2017/11/26 by Best, Heinrich
#19. Jahrhundert #20. Jahrhundert #Abgeordneter #Demokratie #Elite #Europa #Europe #Modernisierung #Parlament #Parlamentarismus #Theorie #democracy #elite #historical development #historische Entwicklung #intercultural comparison #interkultureller Vergleich #international comparison #internationaler Vergleich #modernization #nineteenth century #parliament #parliamentarism #political change #political development #politische Entwicklung #politischer Wandel #representative #sociological theory #soziologische Theorie #theory #twentieth century
paper · doi:10.12759/hsr.22.1997.3/4.4-31
Der Beitrag konfrontiert einige Grundannahmen der Modernisierungstheorie mit Befunden des internationalen Forschungsprojektes DATA-CUBE, in welchem der Wandel parlamentarischer Repräsentation in elf europäischen Ländern von der Revolution 1848 bis heute verfolgt wird.
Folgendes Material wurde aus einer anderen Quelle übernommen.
//! Forest core for the wellness risk assistant
//!
//! Inference-side building blocks shared by the trainer and the assistant.
//!
//! Modules:
//! - `schema`: Ordered feature names and raw input records
//! - `scaler`: Per-feature standardization fitted on the training split
//! - `tree`: Binary classification tree nodes and traversal
//! - `forest`: Random-forest model, probability and label
//! - `explain`: TreeSHAP attribution of the positive-class probability
//! - `metrics`: Offline classification report
//! - `serde_canon`: Canonical JSON and Blake3 model fingerprints

pub mod errors;
pub mod explain;
pub mod forest;
pub mod metrics;
pub mod scaler;
pub mod schema;
pub mod serde_canon;
pub mod tree;

pub use errors::{ModelError, Result};
pub use explain::{Attribution, TreeExplainer};
pub use forest::{ForestModel, Prediction, DECISION_THRESHOLD};
pub use metrics::{evaluate, ClassMetrics, ClassificationReport};
pub use scaler::{ScalingParameters, StandardScaler, ZeroVariancePolicy};
pub use schema::{FeatureMap, FeatureSchema};
pub use tree::{Node, Tree};

/// Crate version string
pub const VERSION: &str = env!("CARGO_PKG_VERSION");
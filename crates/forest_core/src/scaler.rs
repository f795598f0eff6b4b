//! Per-feature standardization (zero mean, unit variance)
//!
//! Parameters are fitted once on the training split and then applied
//! unchanged to evaluation rows and every inference sample.

use crate::errors::{ModelError, Result};
use crate::schema::FeatureSchema;
use serde::{Deserialize, Serialize};
use tracing::warn;

/// What to do with a feature whose training values are all identical
#[derive(Debug, Clone, Copy, PartialEq, Eq, Default, Serialize, Deserialize)]
#[serde(rename_all = "snake_case")]
pub enum ZeroVariancePolicy {
    /// Use a standard deviation of 1, so the column scales to `x - mean`
    #[default]
    UnitScale,
    /// Fail with [`ModelError::DegenerateFeature`]
    Reject,
}

/// Fitted per-feature mean and standard deviation
#[derive(Debug, Clone, PartialEq, Serialize, Deserialize)]
pub struct ScalingParameters {
    pub means: Vec<f64>,
    pub stds: Vec<f64>,
}

pub struct StandardScaler;

impl StandardScaler {
    /// Fit population mean and standard deviation for every column
    pub fn fit(
        schema: &FeatureSchema,
        rows: &[Vec<f64>],
        policy: ZeroVariancePolicy,
    ) -> Result<ScalingParameters> {
        if rows.is_empty() {
            return Err(ModelError::InvalidParameters(
                "cannot fit scaler on an empty matrix".to_string(),
            ));
        }

        let width = schema.len();
        for row in rows {
            schema.check_len(row.len())?;
        }

        let n = rows.len() as f64;
        let mut means = vec![0.0; width];
        for row in rows {
            for (mean, value) in means.iter_mut().zip(row) {
                *mean += value;
            }
        }
        for mean in &mut means {
            *mean /= n;
        }

        let mut stds = vec![0.0; width];
        for row in rows {
            for ((var, value), mean) in stds.iter_mut().zip(row).zip(&means) {
                let d = value - mean;
                *var += d * d;
            }
        }

        for (i, std) in stds.iter_mut().enumerate() {
            *std = (*std / n).sqrt();
            // Rounding leaves a tiny non-zero std on constant columns, so test the values.
            let first = rows[0][i];
            let constant = rows.iter().all(|row| row[i] == first);
            if constant || !std.is_finite() {
                let name = &schema.names()[i];
                match policy {
                    ZeroVariancePolicy::Reject => {
                        return Err(ModelError::DegenerateFeature(name.clone()))
                    }
                    ZeroVariancePolicy::UnitScale => {
                        warn!(feature = %name, "zero variance feature, using unit scale");
                        *std = 1.0;
                        if constant {
                            means[i] = first;
                        }
                    }
                }
            }
        }

        Ok(ScalingParameters { means, stds })
    }
}

impl ScalingParameters {
    pub fn feature_count(&self) -> usize {
        self.means.len()
    }

    /// Apply `(x - mean) / std` elementwise
    pub fn transform(&self, vector: &[f64]) -> Result<Vec<f64>> {
        if vector.len() != self.means.len() {
            return Err(ModelError::SchemaMismatch {
                expected: self.means.len(),
                found: vector.len(),
            });
        }
        Ok(vector
            .iter()
            .zip(self.means.iter().zip(&self.stds))
            .map(|(x, (mean, std))| (x - mean) / std)
            .collect())
    }

    pub fn transform_rows(&self, rows: &[Vec<f64>]) -> Result<Vec<Vec<f64>>> {
        rows.iter().map(|row| self.transform(row)).collect()
    }
}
Die Diskussion um Synchronitätsannahmen der Modernisierungstheorie und Zirkulationstheoreme der klassischen Elitentheorie führt zu dem Ergebnis, daß Synchronität der sozioökonomischen und politischen Entwicklung keine entscheidende Voraussetzung für die Performanz und Stabilität repräsentativer Institutionen bildet. Gerade aus der Asynchronität scheinen Autonomiespielräume für parlamentarische Führungsgruppen zu resultieren, die für die Etablierung und Stabilisierung der repräsentativen Demokratie genutzt werden.